__WHAT THE EXERCISE ASKS__
What is expected is a word-for-word copy of all the entries.

Records from a data collection
★ ★ ★ ★ ★ ★ ★

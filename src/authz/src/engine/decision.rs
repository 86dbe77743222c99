//! Authorization decision types

use serde::{Deserialize, Serialize};
use std::fmt;

/// Outcome of evaluating one permission against one target
#[derive(Debug, Clone, Copy, PartialEq, Eq, Hash, Serialize, Deserialize)]
#[serde(rename_all = "snake_case")]
pub enum Decision {
    /// Every qualified privilege allows
    Allow,
    /// Every qualified privilege denies, or none qualifies
    Deny,
    /// Qualified privileges disagree and the policy did not settle it
    Indeterminate,
}

impl Decision {
    /// Maps the tri-state outcome of [`authorized`](super::PolicyEvaluator::authorized)
    pub fn from_outcome(outcome: Option<bool>) -> Self {
        match outcome {
            Some(true) => Decision::Allow,
            Some(false) => Decision::Deny,
            None => Decision::Indeterminate,
        }
    }

    pub fn outcome(self) -> Option<bool> {
        match self {
            Decision::Allow => Some(true),
            Decision::Deny => Some(false),
            Decision::Indeterminate => None,
        }
    }

    /// Only an explicit allow permits the action
    pub fn is_allowed(self) -> bool {
        self == Decision::Allow
    }
}

impl From<Option<bool>> for Decision {
    fn from(outcome: Option<bool>) -> Self {
        Decision::from_outcome(outcome)
    }
}

impl fmt::Display for Decision {
    fn fmt(&self, f: &mut fmt::Formatter<'_>) -> fmt::Result {
        let label = match self {
            Decision::Allow => "allow",
            Decision::Deny => "deny",
            Decision::Indeterminate => "indeterminate",
        };
        f.write_str(label)
    }
}
//! Remote authority collaborators
//!
//! The cache never talks to the network itself. It calls these traits on a
//! miss and passes their errors through unchanged.

use async_trait::async_trait;

use crate::privilege::{GroupId, PermissionId, PrivilegeRecord};

/// Fetches the privileges a user holds for a service
#[async_trait]
pub trait PrivilegeFetcher: Send + Sync {
    async fn fetch_privileges(
        &self,
        user_identifier: &str,
        service: &str,
    ) -> anyhow::Result<Vec<PrivilegeRecord>>;
}

/// Resolves permission ids to permission names
///
/// Implementations must be idempotent; results are cached with the
/// permission TTL.
#[async_trait]
pub trait PermissionResolver: Send + Sync {
    async fn resolve_permission_name(
        &self,
        permission_id: &PermissionId,
    ) -> anyhow::Result<String>;

    /// Permission names granted through a group
    async fn resolve_group_permission_names(
        &self,
        _group_id: &GroupId,
    ) -> anyhow::Result<Vec<String>> {
        Ok(Vec::new())
    }
}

★ ★ ★ ★ ★ ★ ★

__TASK SOLUTION__
filename src/authz/src/engine/decision.rs
repository 86dbe77743222c99
//! Authorization decision types

use serde::{Deserialize, Serialize};
use std::fmt;

/// Outcome of evaluating one permission against one target
#[derive(Debug, Clone, Copy, PartialEq, Eq, Hash, Serialize, Deserialize)]
#[serde(rename_all = "snake_case")]
pub enum Decision {
    /// Every qualified privilege allows
    Allow,
    /// Every qualified privilege denies, or none qualifies
    Deny,
    /// Qualified privileges disagree and the policy did not settle it
    Indeterminate,
}

impl Decision {
    /// Maps the tri-state outcome of [`authorized`](super::PolicyEvaluator::authorized)
    pub fn from_outcome(outcome: Option<bool>) -> Self {
        match outcome {
            Some(true) => Decision::Allow,
            Some(false) => Decision::Deny,
            None => Decision::Indeterminate,
        }
    }

    pub fn outcome(self) -> Option<bool> {
        match self {
            Decision::Allow => Some(true),
            Decision::Deny => Some(false),
            Decision::Indeterminate => None,
        }
    }

    /// Only an explicit allow permits the action
    pub fn is_allowed(self) -> bool {
        self == Decision::Allow
    }
}

impl From<Option<bool>> for Decision {
    fn from(outcome: Option<bool>) -> Self {
        Decision::from_outcome(outcome)
    }
}

impl fmt::Display for Decision {
    fn fmt(&self, f: &mut fmt::Formatter<'_>) -> fmt::Result {
        let label = match self {
            Decision::Allow => "allow",
            Decision::Deny => "deny",
            Decision::Indeterminate => "indeterminate",
        };
        f.write_str(label)
    }
}
//! Remote authority collaborators
//!
//! The cache never talks to the network itself. It calls these traits on a
//! miss and passes their errors through unchanged.

use async_trait::async_trait;

use crate::privilege::{GroupId, PermissionId, PrivilegeRecord};

/// Fetches the privileges a user holds for a service
#[async_trait]
pub trait PrivilegeFetcher: Send + Sync {
    async fn fetch_privileges(
        &self,
        user_identifier: &str,
        service: &str,
    ) -> anyhow::Result<Vec<PrivilegeRecord>>;
}

/// Resolves permission ids to permission names
///
/// Implementations must be idempotent; results are cached with the
/// permission TTL.
#[async_trait]
pub trait PermissionResolver: Send + Sync {
    async fn resolve_permission_name(
        &self,
        permission_id: &PermissionId,
    ) -> anyhow::Result<String>;

    /// Permission names granted through a group
    async fn resolve_group_permission_names(
        &self,
        _group_id: &GroupId,
    ) -> anyhow::Result<Vec<String>> {
        Ok(Vec::new())
    }
}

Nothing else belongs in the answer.